In fact, it might taken the interrupt but the interrupt handler is accesses the DDR memory which is stalled from MicroBlaze_0 and thus the interrupt handler is also stalled.
05-16-2013 07:38 AM
Now, it is clear and it is the problem of the AXI & DDR efficacy. In some current AXI configuration the Microblaze costs all the DDR bandwidth, before the ending of the external port transaction, there is no interrupt set. When we stop MB1, the transaction of the external port continues, the interrupt is set.

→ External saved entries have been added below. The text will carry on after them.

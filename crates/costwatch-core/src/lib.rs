//! CostWatch Core - client-side coordination layer
//!
//! Keeps local snapshots of the three backend collections (data sources,
//! scheduled checks, alerts) consistent with server state:
//! - [`store`] holds the last-known-good snapshot per collection
//! - [`sync`] repopulates the snapshots, immediately and on independent
//!   polling cadences
//! - [`dispatch`] maps user actions (delete / pause / resume) onto
//!   backend calls and refreshes dependent state afterwards
//! - [`session`] drives the create/edit/re-parse workflow for checks
//! - [`activity`] records every client-observable outcome, bounded and
//!   newest-first
//! - [`console`] wires it all together behind one coordinator
//!
//! # Example
//!
//! ```rust,ignore
//! use costwatch_core::{Console, ConsoleConfig};
//!
//! # async fn example() -> Result<(), Box<dyn std::error::Error>> {
//! let mut console = Console::new(ConsoleConfig::default())?;
//! console.start_sync();
//! console.toggle_check("chk-1").await;
//! console.stop_sync();
//! # Ok(())
//! # }
//! ```

#![warn(unreachable_pub)]
#![allow(missing_docs)]

pub mod activity;
pub mod console;
pub mod dispatch;
pub mod error;
pub mod session;
pub mod store;
pub mod sync;

// Re-exports for convenience
pub use activity::{ActivityEntry, ActivityKind, ActivityLog, EntryId, MAX_ENTRIES};
pub use console::{Console, ConsoleConfig};
pub use dispatch::{ActionDispatcher, EntityAction, EntityKind};
pub use error::{CreateSourceError, SessionError};
pub use session::{CheckDraft, EditSession, SessionState};
pub use store::{EntityStore, Keyed, Stores};
pub use sync::{SyncHandle, SyncIntervals, SyncScheduler, Synchronizer};

/// Prelude module for common imports
pub mod prelude {
    //! Common imports for working with CostWatch Core
    pub use crate::{
        ActionDispatcher, ActivityKind, ActivityLog, Console, ConsoleConfig, EditSession,
        EntityAction, EntityKind, Stores, SyncIntervals, Synchronizer,
    };
}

After we studied the AXI interface and the DDR controller, we may need some performance tune now, could you help:
05-17-2013 12:35 AM
Hmm, I'm not an expert on tuning MIG and AXI.
DDR3 at 400 MHZ and 64-bit data have a maximum (100% utilization) of 400*2*(64/8) = 6.4 GByte/s
I think 70% utilization is more normal and thus you have around 4.5 GByte/s of bandwidth.
The 256-bit, 200 MHz AXI interface can provide 6.4 GByte/s read and 6.4 Gbyte/s write when 100% utilized.
Your two 128-bit AXI ports each consume 1.2 GByte/s so it will consume roughly 50% of the available DDR3 bandwidth.
A 4kbyte burst is (when 100% utilizing the AXI) 128 AXI clock cycles, can be much longer if buffers gets full etc.
Since AXI allows many outstanding access requests so can multiple 4k burst be in transfer at the same time and thus up to 1000 clock cycles latency can be expected for MicroBlaze read requests.
How many outstanding AXI requests do your AXI Masters allow?
Can you chop up the bursts into smaller parts so you don't have 4k burst sizes?
That would most likely improve MicroBlaze read latency but might lower the AXI interconnect utilization.
Since MIG only has one AXI ports, so must there be an AXI interconnect that handles your two AXI masters and MicroBlaze two AXI cache interfaces.
How is this AXI interconnect configured?
Increasing the caches on MicroBlaze will lower the cache misses and MicroBlaze AXI traffic.
Also increasing the cache line length to 8 might improve but it's a little dependent on the memory access pattern.
Using writeback caches, will reduce the AXI traffic but I wonder how you handle data coherency between the two MicroBlaze since one MicroBlaze might have dirty data that the other MicroBlaze is requesting.
Another completely different approach is to use our latest System Cache IP core.
It will provide a L2 cache between the AXI interconnect and the MIG.
If your memory access pattern has some locality so will some of the memory accesses only hit the L2 cache and thus reduce the DDR3 traffic.
In the latest version we also support data coherency between two MicroBlaze and a generic AXI port (if it doesn't have caches).